Sue Turton has changed all that. On Thursday night’s episode of ‘Dispatches: The Data Theft Scandal’, she brought to the fore what we all fear deep down - some faceless person getting their grubby hands on our personal and financial data and using it to their own means. To find out more about this, Sue visits various places and people across the UK and in India. And what she finds out is fascinating - and more than a little scary.

Turton goes to India to try and find out how easy it is to get the confidential data we innocent people give over the phone on a regular basis, to these nameless strangers. To her own surprise, it turns out to be a not-too difficult task. Posing as a businesswoman who is interested in getting the financial details of UK customers, she soon makes contact with a Mr Arora. He turned out to be a fount of information, this Arora, as he shows her page after page of data ‘leads’, detailing a caller’s name, bank account number, bank sort code, credit card number, the CVV security number etc. Turton tries to disguise her shock by enquiring if this isn’t illegal but Arora flatly states ‘not at all’!

Then onto Calcutta, where enterprising Mr Chandak goes one step further and proves the authenticity of his ‘leads’ by playing the voice files of actual telephone conversation between his call centre agent and the unsuspecting caller. All this info for just £8!
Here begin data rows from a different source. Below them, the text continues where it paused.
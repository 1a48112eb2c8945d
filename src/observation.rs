//! Observation encoding.
//!
//! Turns a [`WorldSnapshot`] into the flat vector consumed by a policy:
//!
//! ```text
//! [vel_right, vel_forward]              2  velocity in the agent's frame
//! [time_remaining]                      1
//! [heading_degrees]                     1  in [0, 360)
//! [base_dir_x, base_dir_y, base_dir_z]  3  unit agent→base, agent's frame
//! [base_distance]                       1
//! per target:
//!   [dir_x, dir_y, dir_z]               3  unit agent→target, agent's frame
//!   [distance, carried_by, in_base]     3
//! [frozen]                              1  0 or 1
//! ```
//!
//! Length is therefore `9 + 6 × N` for `N` targets.

use crate::error::CoreError;
use crate::world::WorldSnapshot;

/// Encodes snapshots for a fixed number of targets.
#[derive(Debug, Clone, Copy, PartialEq, Eq)]
pub struct ObservationEncoder {
    target_count: usize,
}

impl ObservationEncoder {
    /// Scalars before the first target block.
    pub const HEADER_DIM: usize = 8;
    /// Scalars per target block.
    pub const TARGET_FEATURE_DIM: usize = 6;
    /// Scalars after the last target block (the frozen flag).
    pub const TRAILER_DIM: usize = 1;

    /// Creates an encoder for arenas holding `target_count` targets.
    pub fn new(target_count: usize) -> Self {
        Self { target_count }
    }

    pub fn target_count(&self) -> usize {
        self.target_count
    }

    /// Observation length for this encoder.
    pub fn dim(&self) -> usize {
        observation_dim(self.target_count)
    }

    /// Offset of target `index`'s block inside an observation.
    pub fn target_offset(index: usize) -> usize {
        Self::HEADER_DIM + index * Self::TARGET_FEATURE_DIM
    }

    /// Encodes the snapshot.
    ///
    /// Identical snapshots always produce bit-identical vectors, and no
    /// element is ever NaN for finite inputs: coincident positions encode a
    /// zero direction.
    ///
    /// # Errors
    ///
    /// Returns [`CoreError::TargetCountMismatch`] if the snapshot does not
    /// hold exactly the configured number of targets.
    pub fn encode(&self, snapshot: &WorldSnapshot) -> Result<Vec<f32>, CoreError> {
        if snapshot.target_count() != self.target_count {
            return Err(CoreError::TargetCountMismatch {
                expected: self.target_count,
                actual: snapshot.target_count(),
            });
        }

        let agent = snapshot.agent();
        let pose = &agent.pose;
        let mut obs = Vec::with_capacity(self.dim());

        let local_velocity = pose.to_local(agent.velocity);
        obs.push(local_velocity.x);
        obs.push(local_velocity.z);

        obs.push(snapshot.time_remaining());
        obs.push(pose.heading_degrees());

        let base = snapshot.base().position;
        obs.extend(pose.local_direction_to(base).to_array());
        obs.push(pose.distance_to(base));

        for target in snapshot.targets() {
            obs.extend(pose.local_direction_to(target.position).to_array());
            obs.push(pose.distance_to(target.position));
            obs.push(target.state.carried_indicator());
            obs.push(target.state.in_base_indicator());
        }

        obs.push(if agent.frozen { 1.0 } else { 0.0 });

        debug_assert_eq!(obs.len(), self.dim());
        Ok(obs)
    }
}

/// Observation length for `target_count` targets: `9 + 6 × target_count`.
pub fn observation_dim(target_count: usize) -> usize {
    ObservationEncoder::HEADER_DIM
        + target_count * ObservationEncoder::TARGET_FEATURE_DIM
        + ObservationEncoder::TRAILER_DIM
}
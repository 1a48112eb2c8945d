//! Read-only world snapshot handed to an agent each tick.

use glam::Vec3;

use super::types::{BaseDescriptor, Pose, TargetDescriptor, TeamId};

/// The observing agent's own state for one tick.
#[derive(Debug, Clone, Copy, PartialEq)]
pub struct AgentView {
    pub pose: Pose,
    /// Linear velocity in world space.
    pub velocity: Vec3,
    pub team: TeamId,
    pub frozen: bool,
    /// Number of targets the agent is currently carrying.
    pub carried: u32,
}

impl AgentView {
    /// Creates a stationary, unfrozen, empty-handed agent view.
    pub fn new(pose: Pose, team: TeamId) -> Self {
        Self {
            pose,
            velocity: Vec3::ZERO,
            team,
            frozen: false,
            carried: 0,
        }
    }

    pub fn with_velocity(mut self, velocity: Vec3) -> Self {
        self.velocity = velocity;
        self
    }

    pub fn with_frozen(mut self, frozen: bool) -> Self {
        self.frozen = frozen;
        self
    }

    pub fn with_carried(mut self, carried: u32) -> Self {
        self.carried = carried;
        self
    }

    /// Magnitude of the agent's velocity.
    pub fn speed(&self) -> f32 {
        self.velocity.length()
    }
}

/// Immutable view of the world from one agent's perspective.
///
/// Built by the host once per tick. Targets keep the host's iteration order,
/// which must be stable across ticks for observation slots to line up.
#[derive(Debug, Clone, PartialEq)]
pub struct WorldSnapshot {
    agent: AgentView,
    base: BaseDescriptor,
    time_remaining: f32,
    targets: Vec<TargetDescriptor>,
}

impl WorldSnapshot {
    /// Creates a new snapshot.
    pub fn new(
        agent: AgentView,
        base: BaseDescriptor,
        time_remaining: f32,
        targets: Vec<TargetDescriptor>,
    ) -> Self {
        Self {
            agent,
            base,
            time_remaining,
            targets,
        }
    }

    pub fn agent(&self) -> &AgentView {
        &self.agent
    }

    /// The observing agent's own base.
    pub fn base(&self) -> &BaseDescriptor {
        &self.base
    }

    /// Remaining episode time as reported by the host timer.
    pub fn time_remaining(&self) -> f32 {
        self.time_remaining
    }

    pub fn targets(&self) -> &[TargetDescriptor] {
        &self.targets
    }

    pub fn target_count(&self) -> usize {
        self.targets.len()
    }
}
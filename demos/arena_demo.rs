//! Arena demo: two teams collecting targets and freezing each other.
//!
//! Drives the tick scheduler against a small kinematic host: agents move
//! in straight lines, turn in fixed steps, pick up targets on contact and
//! deliver them by touching their own base. The targeting effect freezes
//! the first opponent along the probe ray for a few ticks.
//!
//! Run:
//! ```sh
//! cargo run --example arena_demo
//! ```

use capture_arena::metrics::EvaluationMetrics;
use capture_arena::policy::{GreedyCollectPolicy, Policy, RandomPolicy};
use capture_arena::reward::WorldEvent;
use capture_arena::world::{
    AgentView, BaseDescriptor, EntityHandle, EntityKind, EntityRegistry, Pose, TargetDescriptor,
    TargetState, TeamId, WorldSnapshot,
};
use capture_arena::{ArenaAgent, ArenaConfig, ArenaHost, Intent, Rotation, TickScheduler};
use glam::Vec3;

const HALF_EXTENT: f32 = 10.0;
const STEP: f32 = 0.5;
const TURN_DEGREES: f32 = 15.0;
const CONTACT_RADIUS: f32 = 1.0;
const AGENT_RADIUS: f32 = 0.5;
const FREEZE_TICKS: u32 = 8;
const HORIZON: u32 = 200;

const WALL: EntityHandle = EntityHandle(1);

struct DemoAgent {
    handle: EntityHandle,
    team: TeamId,
    spawn: Pose,
    pose: Pose,
    velocity: Vec3,
    carried: u32,
    frozen_ticks: u32,
    probe: Option<(Vec3, Vec3, f32, f32)>,
    pending: Vec<WorldEvent>,
}

struct DemoTarget {
    handle: EntityHandle,
    spawn: Vec3,
    position: Vec3,
    state: TargetState,
    carrier: Option<usize>,
}

struct DemoBase {
    handle: EntityHandle,
    team: TeamId,
    position: Vec3,
}

/// Two bases on opposite walls, targets scattered across the middle.
struct DemoArena {
    registry: EntityRegistry,
    agents: Vec<DemoAgent>,
    targets: Vec<DemoTarget>,
    bases: Vec<DemoBase>,
    ticks: u32,
}

impl DemoArena {
    fn new() -> Self {
        let mut registry = EntityRegistry::new();
        let mut next = 2u64;
        let mut handle = || {
            next += 1;
            EntityHandle(next)
        };

        let bases = vec![
            DemoBase {
                handle: handle(),
                team: TeamId(1),
                position: Vec3::new(0.0, 0.0, -8.0),
            },
            DemoBase {
                handle: handle(),
                team: TeamId(2),
                position: Vec3::new(0.0, 0.0, 8.0),
            },
        ];

        let agents = [
            (TeamId(1), Pose::new(Vec3::new(-2.0, 0.0, -6.0), 0.0)),
            (TeamId(2), Pose::new(Vec3::new(2.0, 0.0, 6.0), 180.0)),
        ]
        .into_iter()
        .map(|(team, spawn)| DemoAgent {
            handle: handle(),
            team,
            spawn,
            pose: spawn,
            velocity: Vec3::ZERO,
            carried: 0,
            frozen_ticks: 0,
            probe: None,
            pending: Vec::new(),
        })
        .collect::<Vec<_>>();

        let targets = [
            Vec3::new(-4.0, 0.0, 0.0),
            Vec3::new(0.0, 0.0, 1.0),
            Vec3::new(5.0, 0.0, -2.0),
        ]
        .into_iter()
        .map(|spawn| DemoTarget {
            handle: handle(),
            spawn,
            position: spawn,
            state: TargetState::Free,
            carrier: None,
        })
        .collect::<Vec<_>>();

        let entries = std::iter::once((WALL, EntityKind::Wall))
            .chain(bases.iter().map(|b| (b.handle, EntityKind::Base(b.team))))
            .chain(agents.iter().map(|a| (a.handle, EntityKind::Agent(a.team))))
            .chain(targets.iter().map(|t| (t.handle, EntityKind::Target)));
        for (handle, kind) in entries {
            if let Err(e) = registry.register(handle, kind) {
                eprintln!("registry: {e}");
            }
        }

        Self {
            registry,
            agents,
            targets,
            bases,
            ticks: 0,
        }
    }

    fn base_of(&self, team: TeamId) -> &DemoBase {
        self.bases
            .iter()
            .find(|b| b.team == team)
            .unwrap_or(&self.bases[0])
    }

    fn move_agent(&mut self, slot: usize) {
        let agent = &mut self.agents[slot];
        if agent.frozen_ticks > 0 {
            return;
        }
        let next = agent.pose.position + agent.velocity;
        let clamped = next.clamp(Vec3::splat(-HALF_EXTENT), Vec3::splat(HALF_EXTENT));
        if clamped != next {
            agent.pending.push(WorldEvent::Collision(WALL));
        }
        agent.pose.position = clamped;
    }

    fn collect_and_deliver(&mut self, slot: usize) {
        let position = self.agents[slot].pose.position;
        let team = self.agents[slot].team;

        for target in &mut self.targets {
            let up_for_grabs = match target.state {
                TargetState::Free => true,
                TargetState::InBase(owner) => owner != team,
                TargetState::Carried(_) => false,
            };
            if up_for_grabs && position.distance(target.position) <= CONTACT_RADIUS {
                let agent = &mut self.agents[slot];
                agent.pending.push(WorldEvent::Collision(target.handle));
                if agent.frozen_ticks == 0 {
                    target.state = TargetState::Carried(team);
                    target.carrier = Some(slot);
                    agent.carried += 1;
                }
            }
        }

        let base = self.base_of(team);
        let (base_handle, base_position) = (base.handle, base.position);
        if self.agents[slot].carried > 0 && position.distance(base_position) <= CONTACT_RADIUS {
            self.agents[slot]
                .pending
                .push(WorldEvent::Trigger(base_handle));
            for target in self.targets.iter_mut().filter(|t| t.carrier == Some(slot)) {
                target.state = TargetState::InBase(team);
                target.position = base_position;
                target.carrier = None;
            }
            self.agents[slot].carried = 0;
        }
    }

    fn resolve_probe(&mut self, slot: usize) {
        let Some((origin, direction, radius, range)) = self.agents[slot].probe.take() else {
            return;
        };
        let team = self.agents[slot].team;

        let hit = self
            .agents
            .iter()
            .enumerate()
            .filter(|(_, other)| other.team.is_opponent(team))
            .filter_map(|(i, other)| {
                let to = other.pose.position - origin;
                let along = to.dot(direction);
                let off_axis = (to - direction * along).length();
                ((0.0..=range).contains(&along) && off_axis <= radius + AGENT_RADIUS)
                    .then_some((i, along))
            })
            .min_by(|a, b| a.1.total_cmp(&b.1));

        let report = match hit {
            Some((i, _)) => {
                self.freeze(i);
                WorldEvent::ProbeResult {
                    hit: Some(self.agents[i].handle),
                }
            }
            None => WorldEvent::ProbeResult { hit: None },
        };
        self.agents[slot].pending.push(report);
    }

    fn freeze(&mut self, slot: usize) {
        self.agents[slot].frozen_ticks = FREEZE_TICKS;
        self.agents[slot].velocity = Vec3::ZERO;
        for target in self.targets.iter_mut().filter(|t| t.carrier == Some(slot)) {
            target.state = TargetState::Free;
            target.carrier = None;
        }
        self.agents[slot].carried = 0;
    }
}

impl ArenaHost for DemoArena {
    fn registry(&self) -> &EntityRegistry {
        &self.registry
    }

    fn snapshot(&self, slot: usize) -> WorldSnapshot {
        let agent = &self.agents[slot];
        let base = self.base_of(agent.team);
        let targets = self
            .targets
            .iter()
            .map(|t| TargetDescriptor::new(t.handle, t.position, t.state))
            .collect();
        WorldSnapshot::new(
            AgentView::new(agent.pose, agent.team)
                .with_velocity(agent.velocity)
                .with_frozen(agent.frozen_ticks > 0)
                .with_carried(agent.carried),
            BaseDescriptor::new(base.position, base.team),
            HORIZON.saturating_sub(self.ticks) as f32,
            targets,
        )
    }

    fn apply_intent(&mut self, slot: usize, intent: &Intent) {
        let agent = &mut self.agents[slot];
        if agent.frozen_ticks > 0 {
            agent.velocity = Vec3::ZERO;
            return;
        }
        match intent.rotation {
            Rotation::Right => agent.pose.yaw_degrees += TURN_DEGREES,
            Rotation::Left => agent.pose.yaw_degrees -= TURN_DEGREES,
            Rotation::None => {}
        }
        agent.velocity = intent.movement.direction(&agent.pose) * STEP;
        if let Some(probe) = intent.probe {
            agent.pending.push(WorldEvent::EffectFired);
            agent.probe = Some((probe.origin, probe.direction, probe.radius, probe.range));
        }
    }

    fn advance(&mut self) {
        self.ticks += 1;
        for slot in 0..self.agents.len() {
            self.move_agent(slot);
        }
        for slot in 0..self.agents.len() {
            self.resolve_probe(slot);
        }
        for slot in 0..self.agents.len() {
            self.collect_and_deliver(slot);
        }
        for target in &mut self.targets {
            if let Some(slot) = target.carrier {
                target.position = self.agents[slot].pose.position;
            }
        }
        for agent in &mut self.agents {
            agent.frozen_ticks = agent.frozen_ticks.saturating_sub(1);
        }
    }

    fn drain_events(&mut self, slot: usize) -> Vec<WorldEvent> {
        std::mem::take(&mut self.agents[slot].pending)
    }

    fn episode_done(&self) -> bool {
        self.ticks >= HORIZON
    }

    fn reset(&mut self) {
        self.ticks = 0;
        for agent in &mut self.agents {
            agent.pose = agent.spawn;
            agent.velocity = Vec3::ZERO;
            agent.carried = 0;
            agent.frozen_ticks = 0;
            agent.probe = None;
            agent.pending.clear();
        }
        for target in &mut self.targets {
            target.position = target.spawn;
            target.state = TargetState::Free;
            target.carrier = None;
        }
    }
}

fn scheduler(
    arena: &DemoArena,
    policies: [Box<dyn Policy>; 2],
) -> Result<TickScheduler, capture_arena::CoreError> {
    let config = ArenaConfig::default();
    let mut scheduler = TickScheduler::new();
    for (agent, policy) in arena.agents.iter().zip(policies) {
        scheduler.add_agent(
            ArenaAgent::new(agent.team, arena.targets.len(), &config)?,
            policy,
        );
    }
    Ok(scheduler)
}

fn main() -> Result<(), capture_arena::CoreError> {
    capture_arena::init_logging(false);
    println!("=== Capture Arena Demo ===\n");

    let mut arena = DemoArena::new();
    let n_targets = arena.targets.len();
    println!("Arena:");
    println!("  Extent: {0}×{0}", HALF_EXTENT * 2.0);
    println!("  Agents: {}", arena.agents.len());
    println!("  Targets: {n_targets}");
    println!("  Horizon: {HORIZON} ticks");
    println!();

    println!("Evaluating Random vs Random...");
    let mut random = scheduler(
        &arena,
        [Box::new(RandomPolicy::new(1)), Box::new(RandomPolicy::new(2))],
    )?;
    let metrics = EvaluationMetrics::evaluate(&mut random, &mut arena, 10, HORIZON)?;
    println!("{metrics}");

    println!("Evaluating Greedy vs Greedy...");
    let mut greedy = scheduler(
        &arena,
        [
            Box::new(GreedyCollectPolicy::new(TeamId(1), n_targets)),
            Box::new(GreedyCollectPolicy::new(TeamId(2), n_targets)),
        ],
    )?;
    let metrics = EvaluationMetrics::evaluate(&mut greedy, &mut arena, 10, HORIZON)?;
    println!("{metrics}");

    println!("--- Detailed Single Episode (Greedy vs Random) ---\n");
    let mut mixed = scheduler(
        &arena,
        [
            Box::new(GreedyCollectPolicy::new(TeamId(1), n_targets)),
            Box::new(RandomPolicy::new(7)),
        ],
    )?;
    mixed.begin_episode(&mut arena);
    loop {
        let result = mixed.step(&mut arena)?;
        for (slot, reward) in result.rewards.iter().enumerate() {
            if reward.events.is_empty() {
                continue;
            }
            let names: Vec<String> = reward.events.iter().map(ToString::to_string).collect();
            println!(
                "  Tick {:3}: slot {} [{}] delta={:+.3} total={:.3}",
                result.tick,
                slot,
                names.join(", "),
                reward.delta,
                reward.accumulated
            );
        }
        if result.done {
            break;
        }
    }

    println!();
    for agent in mixed.agents() {
        println!(
            "  {}: reward {:.3}",
            agent.team(),
            agent.accumulated_reward()
        );
    }
    Ok(())
}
In the UK, she talks to a convicted felon who tells how difficult it is to get the data from the call centres. Furthermore, he tells of the number of people who join these call centres with the aim of getting their hands on such data and making money out of them. While in the UK, one has to go via the underworld to get such info, in India, it seems much more easier to lay one’s hands on extremely confidential data.

There are brokers whose ‘job’ is to play the role of middlemen, between the call centres and the buyers, who pay tens of thousands to get hold of these ‘hot leads’. What’s even more shocking is the role played by the technicians, who come into such places to maintain the hardware and walk away with millions of data stored in the pen drives. ‘You wink and it is done’, boasts one such middle man.

Then there are these high-class brokers in Hyderabad, who charge upwards of $50 per lead - why? ‘Cos theirs is fresh and unused!

Sue Turton, over the course of a year, has managed to open a massive can of worms. The repercussions of this investigation will be manifold. Here in the UK, there’s going to be a great deal of panic amongst the public and this would undoubedly be fanned by the media and others disgruntled by the shifting of operations to countries like India and China. Indian government is also going to be under some pressure to put the foreign investors’ minds at rest and assure them of data protection. The great boom in the Indian economy owes a great deal to the call centres, BPOs and other associated industries - which could come down like a house of cards if these companies decide to up sticks and move out, en masse.

Will our government step-up? Will we see a marked decrease in call centre-related crimes? We’ll know soon! Until then, keep safe!